11 January 2010

"Time To Eat The Dog"


That's the title of a new "guide to sustainable living."  The authors - two architects from New Zealand - have calculated the carbon footprints of family pets.  As indicated in the graphic above, a large dog has a larger carbon footprint than an SUV:
To measure the ecological paw, claw and fin-prints of the family pet, the Vales analysed the ingredients of common brands of pet food... over the course of a year, Fido wolfs down about 164 kilograms of meat and 95 kilograms of cereals... It takes 43.3 square metres of land to generate 1 kilogram of chicken per year - far more for beef and lamb - and 13.4 square metres to generate a kilogram of cereals. So that gives him a footprint of 0.84 hectares. For a big dog such as a German shepherd, the figure is 1.1 hectares... the Land Cruiser's eco-footprint is about 0.41 hectares - less than half that of a medium-sized dog....
Other pets are more "eco-friendly":
...the Vales found that cats have an eco-footprint of about 0.15 hectares (slightly less than a Volkswagen Golf), hamsters come in at 0.014 hectares apiece (buy two, and you might as well have bought a plasma TV) and canaries half that.

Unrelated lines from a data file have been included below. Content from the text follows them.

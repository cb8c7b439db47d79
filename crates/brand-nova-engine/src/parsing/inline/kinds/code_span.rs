/// Backtick-delimited code span. Its content is literal.
pub struct CodeSpan;

impl CodeSpan {
    pub const TICK: &'static [u8; 1] = b"`";
}
//! # Inline Parsing
//!
//! Resolves inline formatting inside the text of one block.
//!
//! ## Resolution
//!
//! 1. Links (`[label](url)`) are matched first, left to right. Their labels
//!    are resolved recursively.
//! 2. Every delimiter family is scanned for balanced pairs, in fixed
//!    precedence: `***` > `**` > `*` > `~~` > `` ` ``.
//! 3. Candidates are ordered by start position (precedence breaks ties) and
//!    accepted first-match-wins: a candidate that overlaps any accepted span
//!    is dropped.
//! 4. Accepted spans are emitted in order with the literal gaps between them.
//!
//! An opener without a closer on the same line stays literal text. Marked
//! content is literal too: `**a *b***` does not nest.
//!
//! ## Modules
//!
//! - **`kinds`**: delimiter constants per construct
//! - **`cursor`**: `Cursor` for byte scanning
//! - **`types`**: `InlineMatch` candidates and the `DelimiterRule` table row
//! - **`parser`**: `parse_inline()` entry point

pub mod cursor;
pub mod kinds;
pub mod parser;
pub mod types;

pub use parser::parse_inline;
pub use types::{InlineKind, InlineMatch};
use log::{debug, trace};

use crate::models::{Element, ElementType, Node};
use crate::parsing::inline::parse_inline;
use crate::parsing::options::{ParseOptions, TableDetection, UnclosedFence};

use super::{
    classify::{LineClass, LineMarker},
    kinds::{CodeFence, Table},
};

/// Multi-line construct currently being accumulated.
#[derive(Debug)]
enum LeafState<'a> {
    None,
    Fence {
        language: String,
        lines: Vec<&'a str>,
    },
    Quote {
        lines: Vec<&'a str>,
    },
    Table {
        header: Vec<&'a str>,
        rows: Vec<Vec<&'a str>>,
        /// The line right after the header may be a separator to skip.
        expect_separator: bool,
    },
}

pub struct BlockBuilder<'a> {
    options: ParseOptions,
    leaf: LeafState<'a>,
    out: Vec<Element>,
}

impl<'a> BlockBuilder<'a> {
    pub fn new(options: ParseOptions) -> Self {
        Self {
            options,
            leaf: LeafState::None,
            out: vec![],
        }
    }

    /// Feeds one classified line. `next` is the following line, if any, and
    /// is only looked at to decide whether a pipe line opens a table.
    pub fn push(&mut self, c: &LineClass<'a>, next: Option<&LineClass<'a>>) {
        match self.leaf {
            LeafState::Fence { .. } => {
                self.consume_fence_line(c);
                return;
            }
            LeafState::Table { .. } => {
                if self.consume_table_line(c) {
                    return;
                }
            }
            LeafState::Quote { .. } => {
                if self.consume_quote_line(c) {
                    return;
                }
            }
            LeafState::None => {}
        }

        self.open_block(c, next);
    }

    pub fn finish(mut self) -> Vec<Element> {
        // EOF flush
        self.flush_quote();
        self.flush_table();
        self.finish_open_fence();
        if self.out.is_empty() {
            self.out.push(Element::empty_paragraph());
        }
        self.out
    }

    fn emit(&mut self, el: Element) {
        trace!("emit {}", el.kind);
        self.out.push(el);
    }

    fn open_block(&mut self, c: &LineClass<'a>, next: Option<&LineClass<'a>>) {
        // Precedence: fence beats everything else, then tables.
        if let Some(sig) = &c.fence_sig {
            self.leaf = LeafState::Fence {
                language: CodeFence::language(sig).to_string(),
                lines: vec![],
            };
            return;
        }

        if c.has_pipe && next.is_some_and(|n| self.continues_table(n)) {
            self.leaf = LeafState::Table {
                header: Table::split_cells(c.text),
                rows: vec![],
                expect_separator: true,
            };
            return;
        }

        let el = match &c.marker {
            Some(LineMarker::CheckListItem { checked, text }) => {
                Element::check_list_item(*checked, parse_inline(text))
            }
            Some(LineMarker::ThematicBreak) => Element::horizontal_rule(),
            Some(LineMarker::Heading { level, text }) => {
                let kind = ElementType::heading(*level).unwrap_or(ElementType::Paragraph);
                Element::new(kind, parse_inline(text))
            }
            Some(LineMarker::Quote { text }) => {
                self.leaf = LeafState::Quote { lines: vec![*text] };
                return;
            }
            Some(LineMarker::ListItem { text }) => {
                Element::new(ElementType::ListItem, parse_inline(text))
            }
            None if c.is_blank => Element::empty_paragraph(),
            None => Element::paragraph(parse_inline(c.text)),
        };
        self.emit(el);
    }

    fn continues_table(&self, next: &LineClass<'_>) -> bool {
        match self.options.table_detection {
            TableDetection::Separator => next.is_table_separator,
            TableDetection::AnyPipe => next.has_pipe,
        }
    }

    fn consume_fence_line(&mut self, c: &LineClass<'a>) {
        // Any backtick fence line closes, whatever follows the backticks.
        if c.fence_sig.is_some() {
            self.flush_fence();
            return;
        }
        if let LeafState::Fence { lines, .. } = &mut self.leaf {
            lines.push(c.text);
        }
    }

    /// Returns false, after closing the table, when `c` is not a table line.
    fn consume_table_line(&mut self, c: &LineClass<'a>) -> bool {
        let LeafState::Table {
            rows,
            expect_separator,
            ..
        } = &mut self.leaf
        else {
            return false;
        };

        if std::mem::take(expect_separator) && c.is_table_separator {
            debug!("skipping table separator row");
            return true;
        }
        if c.has_pipe {
            let cells = Table::split_cells(c.text);
            if !cells.is_empty() {
                rows.push(cells);
            }
            return true;
        }

        self.flush_table();
        false
    }

    /// Returns false, after closing the quote, when `c` is not a quote line.
    fn consume_quote_line(&mut self, c: &LineClass<'a>) -> bool {
        if let (LeafState::Quote { lines }, Some(LineMarker::Quote { text })) =
            (&mut self.leaf, &c.marker)
        {
            lines.push(*text);
            return true;
        }
        self.flush_quote();
        false
    }

    fn flush_quote(&mut self) {
        let prev = std::mem::replace(&mut self.leaf, LeafState::None);
        if let LeafState::Quote { lines } = prev {
            let text = lines.join("\n");
            self.emit(Element::new(ElementType::BlockQuote, parse_inline(&text)));
        } else {
            self.leaf = prev; // put back any other leaf
        }
    }

    fn flush_table(&mut self) {
        let prev = std::mem::replace(&mut self.leaf, LeafState::None);
        if let LeafState::Table { header, rows, .. } = prev {
            let mut children = Vec::with_capacity(rows.len() + 1);
            children.push(table_line(ElementType::TableHeader, &header));
            children.extend(rows.iter().map(|r| table_line(ElementType::TableRow, r)));
            debug!("table with {} data rows", rows.len());
            self.emit(Element::new(ElementType::Table, children));
        } else {
            self.leaf = prev;
        }
    }

    fn flush_fence(&mut self) {
        let prev = std::mem::replace(&mut self.leaf, LeafState::None);
        let LeafState::Fence { language, lines } = prev else {
            self.leaf = prev;
            return;
        };
        self.emit(Element::code_block(language, lines.join("\n")));
    }

    /// Flushes or drops a fence still open at EOF.
    fn finish_open_fence(&mut self) {
        if let LeafState::Fence { lines, .. } = &self.leaf
            && self.options.unclosed_fence == UnclosedFence::Drop
        {
            debug!("dropping unterminated code fence ({} lines)", lines.len());
            self.leaf = LeafState::None;
            return;
        }
        self.flush_fence();
    }
}

/// A header or data row of cells. A row never has zero children.
fn table_line(kind: ElementType, cells: &[&str]) -> Node {
    let mut children: Vec<Node> = cells
        .iter()
        .map(|cell| Element::new(ElementType::TableCell, parse_inline(cell)).into())
        .collect();
    if children.is_empty() {
        children.push(Element::new(ElementType::TableCell, vec![Node::text("")]).into());
    }
    Element::new(kind, children).into()
}

impl Default for BlockBuilder<'_> {
    fn default() -> Self {
        Self::new(ParseOptions::default())
    }
}
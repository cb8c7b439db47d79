pub mod marks;
pub mod node;

pub use marks::{Mark, Marks};
pub use node::{Align, Element, ElementType, Node, TextNode};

Even a goldfish requires 0.00034 hectares (3.4 square metres) of land to sustain it, giving it an ecological fin-print equal to two cellphones...
More details at New Scientist.

Addendum:  Here's a good counterpoint offered in the comments by Kabbu:  "Dog food isn't farmed on new unused land, the food isn't raised specifically to go into dog food.  What dog food consists of is the leftover remains of animal processing that is unacceptable for human consumption.  Thus the "paw"-print for a dog is almost nothing since they're eating food that should rightfully be counted into the footprint of a human."

5 comments:

  1. I took this issue up with New Scientist themselves and received no response so the least I can do is correct this graph every time I see it.

    Dog food isn't farmed on new unused land, the food isn't raised specifically to go into dog food.

    What dog food consists of is the leftover remains of animal processing that is unacceptable for human consumption.

    Thus the "paw"-print for a dog is almost nothing since they're eating food that should rightfully be counted into the footprint of a human.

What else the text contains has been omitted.